(Stored data)
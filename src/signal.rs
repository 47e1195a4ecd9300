//! Completion signalling between the task that starts work and the tasks doing it.
//!
//! A [`WaitGroup`] counts outstanding units of work. Producers register work with
//! [`WaitGroup::add`] before starting it, each unit releases itself exactly once
//! with [`WaitGroup::done`] (or by dropping a [`DoneGuard`]), and any number of
//! waiters park in [`WaitGroup::wait`] until the count drops back to zero.
//!
//! ```rust
//! use lilnas_core::signal::WaitGroup;
//!
//! # #[tokio::main]
//! # async fn main() {
//! let wg = WaitGroup::new();
//! wg.add(1);
//!
//! let guard = wg.guard();
//! tokio::spawn(async move {
//!     let _guard = guard;
//!     // work happens here; the guard releases the unit on every exit path
//! });
//!
//! wg.wait().await;
//! assert_eq!(wg.count(), 0);
//! # }
//! ```

use std::fmt;
use std::sync::Arc;
use std::sync::atomic::{AtomicUsize, Ordering};
use std::time::Duration;

use tokio::sync::Notify;

/// Counter of pending work that releases every waiter when it reaches zero.
///
/// Clones share the same counter. The group can be reused once it has drained,
/// as long as new work is added before the next `wait`.
#[derive(Clone, Default)]
pub struct WaitGroup {
    inner: Arc<Inner>,
}

#[derive(Default)]
struct Inner {
    pending: AtomicUsize,
    drained: Notify,
}

impl WaitGroup {
    pub fn new() -> Self {
        Self::default()
    }

    /// Registers `n` units of pending work.
    ///
    /// Must happen before the `wait` that is supposed to observe this work.
    ///
    /// # Panics
    ///
    /// Panics if `n` is zero.
    pub fn add(&self, n: usize) {
        assert!(n > 0, "WaitGroup::add requires at least one unit of work");
        self.inner.pending.fetch_add(n, Ordering::AcqRel);
    }

    /// Releases one unit of pending work, waking all waiters if it was the last.
    ///
    /// # Panics
    ///
    /// Panics if there is no pending work left to release. That is always a
    /// double-`done` bug in the caller.
    pub fn done(&self) {
        let previous =
            self.inner
                .pending
                .fetch_update(Ordering::AcqRel, Ordering::Acquire, |n| n.checked_sub(1));

        match previous {
            Ok(1) => self.inner.drained.notify_waiters(),
            Ok(_) => {}
            Err(_) => panic!("WaitGroup::done called with no pending work (negative counter)"),
        }
    }

    /// Number of units still pending.
    pub fn count(&self) -> usize {
        self.inner.pending.load(Ordering::Acquire)
    }

    /// Suspends until the pending count is zero.
    ///
    /// Returns immediately when nothing is pending.
    pub async fn wait(&self) {
        loop {
            let drained = self.inner.drained.notified();
            tokio::pin!(drained);
            // Register before checking the counter so a concurrent `done` cannot
            // slip between the check and the await.
            drained.as_mut().enable();

            if self.count() == 0 {
                return;
            }

            drained.await;
        }
    }

    /// Like [`wait`](Self::wait), but gives up after `timeout`.
    ///
    /// Returns `true` if the group drained in time.
    pub async fn wait_timeout(&self, timeout: Duration) -> bool {
        tokio::time::timeout(timeout, self.wait()).await.is_ok()
    }

    /// Returns a guard that calls [`done`](Self::done) once when dropped.
    ///
    /// The unit it releases must already have been registered with `add`.
    pub fn guard(&self) -> DoneGuard {
        DoneGuard {
            group: self.clone(),
        }
    }
}

impl fmt::Debug for WaitGroup {
    fn fmt(&self, f: &mut fmt::Formatter<'_>) -> fmt::Result {
        f.debug_struct("WaitGroup")
            .field("pending", &self.count())
            .finish()
    }
}

/// Releases one unit of a [`WaitGroup`] when dropped, including during unwinding.
#[must_use = "dropping the guard immediately releases the unit of work"]
#[derive(Debug)]
pub struct DoneGuard {
    group: WaitGroup,
}

impl Drop for DoneGuard {
    fn drop(&mut self) {
        self.group.done();
    }
}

Action item:
A faithful retyping of every entry above is the task.

Exercise solution:
filename src/signal.rs
repository 47e1195a4ecd9300
//! Completion signalling between the task that starts work and the tasks doing it.
//!
//! A [`WaitGroup`] counts outstanding units of work. Producers register work with
//! [`WaitGroup::add`] before starting it, each unit releases itself exactly once
//! with [`WaitGroup::done`] (or by dropping a [`DoneGuard`]), and any number of
//! waiters park in [`WaitGroup::wait`] until the count drops back to zero.
//!
//! ```rust
//! use lilnas_core::signal::WaitGroup;
//!
//! # #[tokio::main]
//! # async fn main() {
//! let wg = WaitGroup::new();
//! wg.add(1);
//!
//! let guard = wg.guard();
//! tokio::spawn(async move {
//!     let _guard = guard;
//!     // work happens here; the guard releases the unit on every exit path
//! });
//!
//! wg.wait().await;
//! assert_eq!(wg.count(), 0);
//! # }
//! ```

use std::fmt;
use std::sync::Arc;
use std::sync::atomic::{AtomicUsize, Ordering};
use std::time::Duration;

use tokio::sync::Notify;

/// Counter of pending work that releases every waiter when it reaches zero.
///
/// Clones share the same counter. The group can be reused once it has drained,
/// as long as new work is added before the next `wait`.
#[derive(Clone, Default)]
pub struct WaitGroup {
    inner: Arc<Inner>,
}

#[derive(Default)]
struct Inner {
    pending: AtomicUsize,
    drained: Notify,
}

impl WaitGroup {
    pub fn new() -> Self {
        Self::default()
    }

    /// Registers `n` units of pending work.
    ///
    /// Must happen before the `wait` that is supposed to observe this work.
    ///
    /// # Panics
    ///
    /// Panics if `n` is zero.
    pub fn add(&self, n: usize) {
        assert!(n > 0, "WaitGroup::add requires at least one unit of work");
        self.inner.pending.fetch_add(n, Ordering::AcqRel);
    }

    /// Releases one unit of pending work, waking all waiters if it was the last.
    ///
    /// # Panics
    ///
    /// Panics if there is no pending work left to release. That is always a
    /// double-`done` bug in the caller.
    pub fn done(&self) {
        let previous =
            self.inner
                .pending
                .fetch_update(Ordering::AcqRel, Ordering::Acquire, |n| n.checked_sub(1));

        match previous {
            Ok(1) => self.inner.drained.notify_waiters(),
            Ok(_) => {}
            Err(_) => panic!("WaitGroup::done called with no pending work (negative counter)"),
        }
    }

    /// Number of units still pending.
    pub fn count(&self) -> usize {
        self.inner.pending.load(Ordering::Acquire)
    }

    /// Suspends until the pending count is zero.
    ///
    /// Returns immediately when nothing is pending.
    pub async fn wait(&self) {
        loop {
            let drained = self.inner.drained.notified();
            tokio::pin!(drained);
            // Register before checking the counter so a concurrent `done` cannot
            // slip between the check and the await.
            drained.as_mut().enable();

            if self.count() == 0 {
                return;
            }

            drained.await;
        }
    }

    /// Like [`wait`](Self::wait), but gives up after `timeout`.
    ///
    /// Returns `true` if the group drained in time.
    pub async fn wait_timeout(&self, timeout: Duration) -> bool {
        tokio::time::timeout(timeout, self.wait()).await.is_ok()
    }

    /// Returns a guard that calls [`done`](Self::done) once when dropped.
    ///
    /// The unit it releases must already have been registered with `add`.
    pub fn guard(&self) -> DoneGuard {
        DoneGuard {
            group: self.clone(),
        }
    }
}

impl fmt::Debug for WaitGroup {
    fn fmt(&self, f: &mut fmt::Formatter<'_>) -> fmt::Result {
        f.debug_struct("WaitGroup")
            .field("pending", &self.count())
            .finish()
    }
}

/// Releases one unit of a [`WaitGroup`] when dropped, including during unwinding.
#[must_use = "dropping the guard immediately releases the unit of work"]
#[derive(Debug)]
pub struct DoneGuard {
    group: WaitGroup,
}

impl Drop for DoneGuard {
    fn drop(&mut self) {
        self.group.done();
    }
}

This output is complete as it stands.